-- Extracted information --
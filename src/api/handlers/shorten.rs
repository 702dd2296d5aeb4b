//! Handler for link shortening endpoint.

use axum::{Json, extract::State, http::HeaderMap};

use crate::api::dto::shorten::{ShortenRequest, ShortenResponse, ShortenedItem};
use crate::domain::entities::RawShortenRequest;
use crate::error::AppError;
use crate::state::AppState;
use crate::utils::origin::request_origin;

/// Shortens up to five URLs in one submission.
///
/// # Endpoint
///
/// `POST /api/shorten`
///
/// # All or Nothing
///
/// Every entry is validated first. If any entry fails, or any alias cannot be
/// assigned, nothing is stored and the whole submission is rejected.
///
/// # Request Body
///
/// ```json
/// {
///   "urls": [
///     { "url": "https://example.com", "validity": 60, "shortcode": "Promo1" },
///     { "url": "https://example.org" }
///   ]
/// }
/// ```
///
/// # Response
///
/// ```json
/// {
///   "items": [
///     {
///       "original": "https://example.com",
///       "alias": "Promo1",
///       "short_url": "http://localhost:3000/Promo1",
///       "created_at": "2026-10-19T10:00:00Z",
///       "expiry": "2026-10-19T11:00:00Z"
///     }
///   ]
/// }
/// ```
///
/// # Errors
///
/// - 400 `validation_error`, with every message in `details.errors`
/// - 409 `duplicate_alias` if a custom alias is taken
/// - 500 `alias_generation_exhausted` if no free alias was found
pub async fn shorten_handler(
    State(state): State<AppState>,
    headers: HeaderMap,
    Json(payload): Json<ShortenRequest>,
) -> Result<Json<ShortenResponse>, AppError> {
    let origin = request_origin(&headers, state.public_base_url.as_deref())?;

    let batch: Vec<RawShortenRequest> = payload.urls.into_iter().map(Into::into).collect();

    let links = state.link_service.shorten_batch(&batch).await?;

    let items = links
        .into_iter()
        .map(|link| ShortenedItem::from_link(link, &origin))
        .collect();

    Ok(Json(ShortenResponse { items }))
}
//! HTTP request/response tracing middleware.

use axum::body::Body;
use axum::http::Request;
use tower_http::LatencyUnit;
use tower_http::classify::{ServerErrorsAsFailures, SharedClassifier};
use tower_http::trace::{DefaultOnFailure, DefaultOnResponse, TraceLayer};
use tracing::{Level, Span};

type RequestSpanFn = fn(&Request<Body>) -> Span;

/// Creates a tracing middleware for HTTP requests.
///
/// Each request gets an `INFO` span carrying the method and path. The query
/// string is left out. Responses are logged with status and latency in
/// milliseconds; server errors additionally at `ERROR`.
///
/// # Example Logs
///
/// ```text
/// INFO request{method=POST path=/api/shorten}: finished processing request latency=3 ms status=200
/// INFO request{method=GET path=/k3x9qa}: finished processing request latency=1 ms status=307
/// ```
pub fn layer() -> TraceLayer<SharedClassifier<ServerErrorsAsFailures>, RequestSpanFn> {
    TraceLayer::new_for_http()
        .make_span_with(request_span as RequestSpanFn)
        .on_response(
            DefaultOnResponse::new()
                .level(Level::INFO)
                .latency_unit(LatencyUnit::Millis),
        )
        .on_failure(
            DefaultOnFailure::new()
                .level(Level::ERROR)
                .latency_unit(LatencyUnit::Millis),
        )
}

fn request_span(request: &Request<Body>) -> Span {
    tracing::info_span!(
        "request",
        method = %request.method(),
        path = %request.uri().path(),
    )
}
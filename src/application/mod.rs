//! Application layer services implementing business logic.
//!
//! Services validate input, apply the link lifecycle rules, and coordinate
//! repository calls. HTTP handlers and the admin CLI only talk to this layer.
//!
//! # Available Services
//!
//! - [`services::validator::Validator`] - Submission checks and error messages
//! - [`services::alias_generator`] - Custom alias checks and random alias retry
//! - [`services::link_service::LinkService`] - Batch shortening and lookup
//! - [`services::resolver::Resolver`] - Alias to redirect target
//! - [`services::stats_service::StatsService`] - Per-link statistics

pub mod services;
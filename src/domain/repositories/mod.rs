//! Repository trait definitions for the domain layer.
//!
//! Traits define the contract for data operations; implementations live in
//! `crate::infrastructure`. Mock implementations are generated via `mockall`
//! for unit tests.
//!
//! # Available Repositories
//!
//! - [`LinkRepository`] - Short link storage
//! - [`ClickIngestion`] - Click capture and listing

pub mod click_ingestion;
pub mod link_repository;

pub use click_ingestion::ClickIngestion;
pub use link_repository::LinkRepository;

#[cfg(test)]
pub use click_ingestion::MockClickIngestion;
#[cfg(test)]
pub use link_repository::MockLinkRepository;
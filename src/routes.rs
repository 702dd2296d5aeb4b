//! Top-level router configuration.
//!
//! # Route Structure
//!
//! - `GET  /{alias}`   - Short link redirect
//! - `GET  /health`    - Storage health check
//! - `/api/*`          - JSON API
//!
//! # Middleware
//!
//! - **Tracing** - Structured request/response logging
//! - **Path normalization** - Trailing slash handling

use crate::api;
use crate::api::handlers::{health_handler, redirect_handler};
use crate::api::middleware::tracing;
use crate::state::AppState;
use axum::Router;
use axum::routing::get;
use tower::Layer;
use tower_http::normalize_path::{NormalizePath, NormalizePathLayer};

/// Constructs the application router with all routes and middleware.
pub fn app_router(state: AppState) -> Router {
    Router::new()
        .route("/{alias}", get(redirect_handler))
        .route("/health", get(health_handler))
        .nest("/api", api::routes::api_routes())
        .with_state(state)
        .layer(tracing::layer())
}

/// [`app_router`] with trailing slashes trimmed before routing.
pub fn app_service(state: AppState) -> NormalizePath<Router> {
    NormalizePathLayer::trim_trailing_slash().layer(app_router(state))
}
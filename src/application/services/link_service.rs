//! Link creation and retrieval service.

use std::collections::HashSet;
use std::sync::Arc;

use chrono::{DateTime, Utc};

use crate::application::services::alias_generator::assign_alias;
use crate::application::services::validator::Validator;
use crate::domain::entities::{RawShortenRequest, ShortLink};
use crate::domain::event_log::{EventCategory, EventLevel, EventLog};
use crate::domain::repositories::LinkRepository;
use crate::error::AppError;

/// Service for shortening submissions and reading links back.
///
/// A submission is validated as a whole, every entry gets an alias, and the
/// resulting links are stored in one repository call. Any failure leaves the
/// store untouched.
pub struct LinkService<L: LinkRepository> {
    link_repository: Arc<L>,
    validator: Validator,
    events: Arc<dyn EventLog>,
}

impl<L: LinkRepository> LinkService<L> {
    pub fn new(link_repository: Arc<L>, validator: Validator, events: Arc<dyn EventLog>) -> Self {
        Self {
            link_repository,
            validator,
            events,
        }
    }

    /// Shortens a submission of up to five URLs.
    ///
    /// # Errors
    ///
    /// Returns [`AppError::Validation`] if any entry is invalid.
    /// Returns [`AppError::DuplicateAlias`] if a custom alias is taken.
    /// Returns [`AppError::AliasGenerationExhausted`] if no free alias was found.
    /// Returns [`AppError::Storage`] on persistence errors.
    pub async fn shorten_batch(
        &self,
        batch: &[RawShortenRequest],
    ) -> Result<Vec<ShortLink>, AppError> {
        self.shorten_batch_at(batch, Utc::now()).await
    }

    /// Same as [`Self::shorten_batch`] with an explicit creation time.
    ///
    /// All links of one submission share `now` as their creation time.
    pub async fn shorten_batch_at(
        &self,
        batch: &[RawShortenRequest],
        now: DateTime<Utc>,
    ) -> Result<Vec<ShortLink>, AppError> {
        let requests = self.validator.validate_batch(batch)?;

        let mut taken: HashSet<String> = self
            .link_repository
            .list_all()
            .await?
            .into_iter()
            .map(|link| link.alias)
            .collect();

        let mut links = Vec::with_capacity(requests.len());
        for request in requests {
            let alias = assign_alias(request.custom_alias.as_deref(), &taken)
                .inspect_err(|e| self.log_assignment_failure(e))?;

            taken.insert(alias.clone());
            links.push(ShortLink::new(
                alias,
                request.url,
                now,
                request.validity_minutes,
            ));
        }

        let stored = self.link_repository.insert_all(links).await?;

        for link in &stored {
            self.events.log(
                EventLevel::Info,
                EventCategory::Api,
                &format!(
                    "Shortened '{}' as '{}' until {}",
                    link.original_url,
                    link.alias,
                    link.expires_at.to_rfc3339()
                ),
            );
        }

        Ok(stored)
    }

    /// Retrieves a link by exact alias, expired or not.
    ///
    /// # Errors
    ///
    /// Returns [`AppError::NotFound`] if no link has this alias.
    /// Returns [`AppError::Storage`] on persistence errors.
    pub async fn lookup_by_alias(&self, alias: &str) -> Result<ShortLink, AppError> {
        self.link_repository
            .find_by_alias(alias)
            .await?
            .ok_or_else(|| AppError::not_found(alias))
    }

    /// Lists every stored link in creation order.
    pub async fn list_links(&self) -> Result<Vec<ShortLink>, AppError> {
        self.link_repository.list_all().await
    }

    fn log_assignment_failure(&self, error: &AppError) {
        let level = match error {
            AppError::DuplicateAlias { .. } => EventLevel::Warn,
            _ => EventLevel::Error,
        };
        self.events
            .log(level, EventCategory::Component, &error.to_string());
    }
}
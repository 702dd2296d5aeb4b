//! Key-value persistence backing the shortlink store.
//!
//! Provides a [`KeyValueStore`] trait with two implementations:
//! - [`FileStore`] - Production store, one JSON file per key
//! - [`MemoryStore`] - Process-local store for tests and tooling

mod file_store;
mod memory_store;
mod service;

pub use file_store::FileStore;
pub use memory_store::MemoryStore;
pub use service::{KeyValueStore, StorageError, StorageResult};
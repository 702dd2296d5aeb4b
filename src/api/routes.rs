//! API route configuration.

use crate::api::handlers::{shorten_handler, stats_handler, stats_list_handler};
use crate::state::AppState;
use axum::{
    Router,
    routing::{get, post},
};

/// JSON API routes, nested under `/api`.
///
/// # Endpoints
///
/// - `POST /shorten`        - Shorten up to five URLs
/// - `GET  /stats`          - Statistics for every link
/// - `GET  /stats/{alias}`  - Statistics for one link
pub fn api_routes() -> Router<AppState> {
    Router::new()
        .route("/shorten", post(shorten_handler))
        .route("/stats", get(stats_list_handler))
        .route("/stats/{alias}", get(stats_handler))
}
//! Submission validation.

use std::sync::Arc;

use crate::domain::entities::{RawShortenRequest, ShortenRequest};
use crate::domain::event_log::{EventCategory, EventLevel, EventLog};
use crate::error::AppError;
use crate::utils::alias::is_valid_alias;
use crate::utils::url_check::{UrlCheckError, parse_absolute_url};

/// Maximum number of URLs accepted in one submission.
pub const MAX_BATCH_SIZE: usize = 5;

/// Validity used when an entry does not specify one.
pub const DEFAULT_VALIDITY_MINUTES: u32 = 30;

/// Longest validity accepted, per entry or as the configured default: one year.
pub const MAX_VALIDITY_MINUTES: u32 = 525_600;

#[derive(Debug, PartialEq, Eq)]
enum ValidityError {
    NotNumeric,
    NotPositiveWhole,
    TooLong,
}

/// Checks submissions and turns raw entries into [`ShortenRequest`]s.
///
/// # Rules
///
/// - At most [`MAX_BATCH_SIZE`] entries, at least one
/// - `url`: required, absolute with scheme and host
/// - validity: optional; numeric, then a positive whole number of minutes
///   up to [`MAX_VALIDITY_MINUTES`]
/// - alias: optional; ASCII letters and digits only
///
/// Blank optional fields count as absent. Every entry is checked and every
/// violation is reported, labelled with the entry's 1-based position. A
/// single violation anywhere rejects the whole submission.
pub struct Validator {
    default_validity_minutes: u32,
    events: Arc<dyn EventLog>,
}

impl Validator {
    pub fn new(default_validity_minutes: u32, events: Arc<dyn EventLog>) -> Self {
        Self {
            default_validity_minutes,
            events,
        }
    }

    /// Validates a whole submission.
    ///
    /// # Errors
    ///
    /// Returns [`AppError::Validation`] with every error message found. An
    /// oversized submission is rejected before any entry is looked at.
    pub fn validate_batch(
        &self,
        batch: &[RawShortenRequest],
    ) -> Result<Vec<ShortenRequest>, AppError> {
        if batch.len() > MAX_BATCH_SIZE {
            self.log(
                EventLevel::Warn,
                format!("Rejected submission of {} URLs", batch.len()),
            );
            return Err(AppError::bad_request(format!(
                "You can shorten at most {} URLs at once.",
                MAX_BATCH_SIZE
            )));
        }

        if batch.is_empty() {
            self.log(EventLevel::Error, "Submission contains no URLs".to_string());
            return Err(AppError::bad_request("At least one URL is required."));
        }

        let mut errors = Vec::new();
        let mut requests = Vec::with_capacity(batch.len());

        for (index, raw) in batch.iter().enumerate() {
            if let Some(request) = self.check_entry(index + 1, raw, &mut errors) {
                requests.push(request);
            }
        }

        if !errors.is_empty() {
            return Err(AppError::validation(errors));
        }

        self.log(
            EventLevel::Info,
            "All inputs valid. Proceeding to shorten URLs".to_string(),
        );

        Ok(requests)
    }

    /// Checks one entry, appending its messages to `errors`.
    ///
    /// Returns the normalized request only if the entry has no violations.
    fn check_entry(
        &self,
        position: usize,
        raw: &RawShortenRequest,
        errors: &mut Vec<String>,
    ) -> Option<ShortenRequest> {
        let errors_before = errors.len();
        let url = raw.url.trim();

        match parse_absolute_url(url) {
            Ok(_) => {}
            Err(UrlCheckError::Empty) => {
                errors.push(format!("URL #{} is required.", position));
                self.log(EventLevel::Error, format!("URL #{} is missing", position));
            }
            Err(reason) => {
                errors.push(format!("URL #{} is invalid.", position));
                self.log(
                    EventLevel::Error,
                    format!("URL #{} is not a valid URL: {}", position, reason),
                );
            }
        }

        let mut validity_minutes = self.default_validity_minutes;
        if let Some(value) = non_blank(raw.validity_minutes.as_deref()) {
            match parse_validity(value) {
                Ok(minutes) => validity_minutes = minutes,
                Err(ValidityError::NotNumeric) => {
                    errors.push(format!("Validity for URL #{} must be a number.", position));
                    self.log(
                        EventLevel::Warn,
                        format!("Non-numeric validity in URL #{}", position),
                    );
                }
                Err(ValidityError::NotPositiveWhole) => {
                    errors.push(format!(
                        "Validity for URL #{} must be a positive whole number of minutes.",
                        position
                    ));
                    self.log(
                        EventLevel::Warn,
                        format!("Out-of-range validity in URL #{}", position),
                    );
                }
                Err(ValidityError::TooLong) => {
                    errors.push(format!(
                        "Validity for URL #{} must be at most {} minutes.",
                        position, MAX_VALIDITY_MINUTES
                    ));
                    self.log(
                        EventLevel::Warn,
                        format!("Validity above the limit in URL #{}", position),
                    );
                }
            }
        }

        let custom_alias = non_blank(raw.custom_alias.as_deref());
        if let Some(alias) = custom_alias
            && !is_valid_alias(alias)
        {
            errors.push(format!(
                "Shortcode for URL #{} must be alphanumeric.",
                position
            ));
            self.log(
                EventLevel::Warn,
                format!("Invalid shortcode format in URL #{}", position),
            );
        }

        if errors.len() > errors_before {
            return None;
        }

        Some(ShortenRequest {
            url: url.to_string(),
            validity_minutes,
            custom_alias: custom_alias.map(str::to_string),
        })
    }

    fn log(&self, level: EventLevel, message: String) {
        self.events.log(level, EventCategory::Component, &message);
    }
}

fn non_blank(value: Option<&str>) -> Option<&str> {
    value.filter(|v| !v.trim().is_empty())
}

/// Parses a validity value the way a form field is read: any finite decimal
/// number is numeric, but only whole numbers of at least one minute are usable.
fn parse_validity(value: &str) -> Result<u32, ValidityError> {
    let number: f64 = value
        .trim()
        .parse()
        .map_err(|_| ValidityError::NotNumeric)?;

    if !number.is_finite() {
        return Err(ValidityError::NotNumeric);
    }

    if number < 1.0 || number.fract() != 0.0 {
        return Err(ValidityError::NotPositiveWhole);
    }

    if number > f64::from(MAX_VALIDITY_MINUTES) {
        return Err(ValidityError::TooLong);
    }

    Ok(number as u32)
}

-- Exercise instructions --
Take the word "status" and find each line of the material that contains it. Copy those lines.

-- Answer to this exercise --
/// string is left out. Responses are logged with status and latency in
/// INFO request{method=POST path=/api/shorten}: finished processing request latency=3 ms status=200
/// INFO request{method=GET path=/k3x9qa}: finished processing request latency=1 ms status=307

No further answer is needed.